In Doha, U.S. Secretary of State John Kerry met his counterparts from European and Arab countries -- the so-called London 11 -- who are providing various forms of lethal and non-lethal aid to the opposition. It was the first meeting since the decision last week by the White House to publicly endorse an expansion of the "scope and scale" of military aid to the rebels.

CBS News correspondent Margaret Brennan reported from Doha that the Obama administration is now trying to direct the assistance into the hands of moderate rebels, and away from those with ties to extremist groups. The secretary urged countries to funnel all assistance through the Supreme Military Council (SMC), a group of rebel fighters the U.S. has been attempting to screen.

A senior State Department official told reporters traveling with the secretary that the U.S. would be "very concrete" about delivering every kind of assistance solely to the SMC and its leader, Gen. Salim Idris.

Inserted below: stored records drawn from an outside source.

//! Bindable node kinds: viewpoint, navigation info, background, fog.
//!
//! Stack behavior lives in [`crate::bindable`]; these are the node types
//! with their common `set_bind` / `description` / `isActive` fields.

use glam::{Quat, Vec3};

use crate::mesh::GeometryCache;
use crate::node::NodeInit;
use crate::registry::NodeDescriptor;

use super::{NodeKind, BINDABLE};

fn bindable_common(init: &mut NodeInit) {
    init.bool_field("set_bind", false);
    init.string_field("description", "");
    init.bool_field("isActive", false);
}

pub const VIEWPOINT: NodeDescriptor = NodeDescriptor {
    name: "Viewpoint",
    component: "Navigation",
    classes: BINDABLE,
    build: build_viewpoint,
};

fn build_viewpoint(init: &mut NodeInit, _cache: &mut GeometryCache) -> NodeKind {
    bindable_common(init);
    init.float_field("fieldOfView", 0.785398);
    init.vec3_field("position", Vec3::new(0.0, 0.0, 10.0));
    init.rotation_field("orientation", Quat::IDENTITY);
    init.vec3_field("centerOfRotation", Vec3::ZERO);
    init.float_field("zNear", 0.1);
    init.float_field("zFar", 10000.0);
    NodeKind::Viewpoint
}

pub const NAVIGATION_INFO: NodeDescriptor = NodeDescriptor {
    name: "NavigationInfo",
    component: "Navigation",
    classes: BINDABLE,
    build: build_navigation_info,
};

fn build_navigation_info(init: &mut NodeInit, _cache: &mut GeometryCache) -> NodeKind {
    bindable_common(init);
    init.strings_field("type", &["EXAMINE", "ANY"]);
    init.floats_field("avatarSize", &[0.25, 1.6, 0.75]);
    init.bool_field("headlight", true);
    init.float_field("speed", 1.0);
    init.float_field("visibilityLimit", 0.0);
    NodeKind::NavigationInfo
}

pub const BACKGROUND: NodeDescriptor = NodeDescriptor {
    name: "Background",
    component: "EnvironmentalEffects",
    classes: BINDABLE,
    build: build_background,
};

fn build_background(init: &mut NodeInit, _cache: &mut GeometryCache) -> NodeKind {
    bindable_common(init);
    init.colors_field("skyColor", &[Vec3::ZERO]);
    init.floats_field("skyAngle", &[]);
    init.colors_field("groundColor", &[]);
    init.floats_field("groundAngle", &[]);
    init.float_field("transparency", 0.0);
    NodeKind::Background
}

pub const FOG: NodeDescriptor = NodeDescriptor {
    name: "Fog",
    component: "EnvironmentalEffects",
    classes: BINDABLE,
    build: build_fog,
};

fn build_fog(init: &mut NodeInit, _cache: &mut GeometryCache) -> NodeKind {
    bindable_common(init);
    init.color_field("color", Vec3::ONE);
    init.string_field("fogType", "LINEAR");
    init.float_field("visibilityRange", 0.0);
    NodeKind::Fog
}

In his remarks Monday, Mouallem claimed that, in spite of any efforts to control the flow of weapons into Syria, any arms provided to rebel groups would likely end up in the hands of Islamic militants.

He referred to the al Qaeda-linked militant group Jabhat al-Nusra -- which the United States government has labeled a terrorist group -- calling the organization "the leading force in the opposition on the ground."

"This means that they will arm al-Nusra eventually," said Mouallem about the plans by the West.

CBS News has witnessed first-hand the disorganization of the rebel factions on the ground, and in spite of significant efforts to bolster and organize the moderate forces led by Gen. Idris, it remains unclear how much command and control his sub-commanders have on the battle field.